A 3D-printed smartphone-based platform for in-situ and rapid monitoring of aquaculture pathogens using polydimethylsiloxane (PDMS) microchip with multiplex loop-mediated isothermal amplification (M-LAMP)

Aquaculture pathogens pose serious risks to aquatic livestock and global food safety. Key threats in shrimp farming include white spot syndrome virus (WSSV), Vibrio parahaemolyticus (causing acute hepatopancreatic necrosis disease, AHPND), and Enterocytozoon hepatopenaei (EHP). Rapid, on-site detection is critical for early detection and outbreak prevention. In this study, we developed a portable, smartphone-based diagnostic platform utilizing multiplex loop-mediated isothermal amplification (LAMP) for simultaneous detection of multiple pathogens in a single reaction.
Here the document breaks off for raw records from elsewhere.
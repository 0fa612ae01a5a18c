// SPDX-FileCopyrightText: 2026 Archy Contributors
// SPDX-License-Identifier: MIT OR Apache-2.0

//! Config diagnostics: figment errors rendered through miette, with a
//! labelled span and a "did you mean" hint for unknown keys.

#![allow(unused_assignments)] // miette's Diagnostic derive generates code triggering this lint

use miette::{Diagnostic, NamedSource, SourceSpan};
use thiserror::Error;

/// Name under which string-loaded configuration is reported.
pub const INLINE_SOURCE: &str = "<inline>";

/// Jaro-Winkler similarity above which a key is offered as a correction.
const SUGGESTION_THRESHOLD: f64 = 0.75;

/// A configuration problem found while loading or validating `archy.toml`.
///
/// Every field has a default, so a key can be wrong but never missing.
#[derive(Debug, Error, Diagnostic)]
pub enum ConfigError {
    #[error("unknown configuration key `{key}`")]
    #[diagnostic(
        code(archy::config::unknown_key),
        help("{}", unknown_key_help(suggestion.as_deref(), valid_keys))
    )]
    UnknownKey {
        key: String,
        suggestion: Option<String>,
        /// Comma-separated keys accepted in the same section.
        valid_keys: String,
        #[label("not a key of this section")]
        span: Option<SourceSpan>,
        #[source_code]
        src: Option<NamedSource<String>>,
    },

    #[error("`{key}` has the wrong type: found {found}")]
    #[diagnostic(code(archy::config::invalid_type), help("expected {expected}"))]
    InvalidType {
        /// Dotted path of the offending value, e.g. `embedding.dimension`.
        key: String,
        found: String,
        expected: String,
    },

    /// A value that parsed but breaks a range or consistency rule.
    #[error("validation error: {message}")]
    #[diagnostic(code(archy::config::validation))]
    Validation { message: String },

    #[error("configuration error: {0}")]
    #[diagnostic(code(archy::config::other))]
    Other(String),
}

fn unknown_key_help(suggestion: Option<&str>, valid_keys: &str) -> String {
    match suggestion {
        Some(s) => format!("did you mean `{s}`? Valid keys: {valid_keys}"),
        None => format!("valid keys: {valid_keys}"),
    }
}

/// Split a `figment::Error` into one diagnostic per underlying failure.
///
/// `toml_sources` pairs a file name (or [`INLINE_SOURCE`]) with its content
/// and is only used to place the span of an unknown key.
pub fn figment_to_config_errors(
    err: figment::Error,
    toml_sources: &[(String, String)],
) -> Vec<ConfigError> {
    use figment::error::Kind;

    err.into_iter()
        .map(|error| {
            let path: Vec<String> = error.path.iter().map(|s| s.to_string()).collect();
            match &error.kind {
                Kind::UnknownField(field, expected) => {
                    let located = source_for(&error, toml_sources).and_then(|(name, content)| {
                        let section = path.first().map(String::as_str);
                        let offset = find_key_offset(content, section, field)?;
                        Some((
                            SourceSpan::new(offset.into(), field.len()),
                            NamedSource::new(name, content.to_string()),
                        ))
                    });
                    let (span, src) = located.unzip();
                    ConfigError::UnknownKey {
                        key: field.clone(),
                        suggestion: suggest_key(field, expected),
                        valid_keys: expected.join(", "),
                        span,
                        src,
                    }
                }
                Kind::InvalidType(actual, expected) => ConfigError::InvalidType {
                    key: path.join("."),
                    found: actual.to_string(),
                    expected: expected.clone(),
                },
                _ => ConfigError::Other(error.to_string()),
            }
        })
        .collect()
}

/// The collected source an error came from. Errors without a file origin
/// come from a string provider and map to [`INLINE_SOURCE`].
fn source_for<'a>(
    error: &figment::error::Error,
    toml_sources: &'a [(String, String)],
) -> Option<(&'a str, &'a str)> {
    let origin = match error.metadata.as_ref().and_then(|m| m.source.as_ref()) {
        Some(figment::Source::File(path)) => path.display().to_string(),
        _ => INLINE_SOURCE.to_string(),
    };
    toml_sources
        .iter()
        .find(|(name, _)| *name == origin)
        .map(|(name, content)| (name.as_str(), content.as_str()))
}

/// Byte offset of `field = ...` inside `[section]`, or among the top-level
/// keys when `section` is `None`.
pub fn find_key_offset(content: &str, section: Option<&str>, field: &str) -> Option<usize> {
    let mut current: Option<&str> = None;
    let mut offset = 0;
    for line in content.split_inclusive('\n') {
        let trimmed = line.trim();
        if let Some(header) = trimmed.strip_prefix('[').and_then(|h| h.strip_suffix(']')) {
            current = Some(header.trim());
        } else if current == section {
            let key = trimmed.split_once('=').map(|(key, _)| key.trim());
            if key == Some(field) {
                return Some(offset + line.len() - line.trim_start().len());
            }
        }
        offset += line.len();
    }
    None
}

/// The closest valid key to `unknown`, if any is similar enough.
pub fn suggest_key(unknown: &str, valid_keys: &[&str]) -> Option<String> {
    valid_keys
        .iter()
        .map(|key| (strsim::jaro_winkler(unknown, key), *key))
        .filter(|(score, _)| *score > SUGGESTION_THRESHOLD)
        .max_by(|a, b| a.0.total_cmp(&b.0))
        .map(|(_, key)| key.to_string())
}

/// Print each error to stderr as a miette report.
pub fn render_errors(errors: &[ConfigError]) {
    let handler = miette::GraphicalReportHandler::new();
    for error in errors {
        let mut buf = String::new();
        match handler.render_report(&mut buf, error as &dyn Diagnostic) {
            Ok(()) => eprint!("{buf}"),
            Err(_) => eprintln!("Error: {error}"),
        }
    }
}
A PDMS microchip with 30 reaction wells (5 × 6 array) and a temperature control well was fabricated for efficient multiplexing. Immobilized LAMP reagents with freeze-drying lyophilization were preloaded into wells to streamline preparation and enhance stability. The system successfully identified both waterborne indicator bacteria (E. coli, E. faecalis, Salmonella) and major shrimp pathogens (WSSV, AHPND, EHP) in samples from Penaeus vannamei, Penaeus monodon, and aquaculture water. The microchip maintained stable isothermal conditions (65.1 ± 0.6 °C), enabling visual detection via color change at low DNA concentrations (as low as 4 copies/μL). All WSSV and EHP infections in shrimp tissues and water samples were correctly identified using LAMP reaction within 35 min (excluding the DNA extraction process), demonstrating 100% positive detection rates. The smartphone interface allowed real-time imaging and result interpretation, offering a rapid, user-friendly tool for in situ pathogen monitoring. This platform represents a practical, low-cost solution for field diagnostics and improved disease management in aquaculture.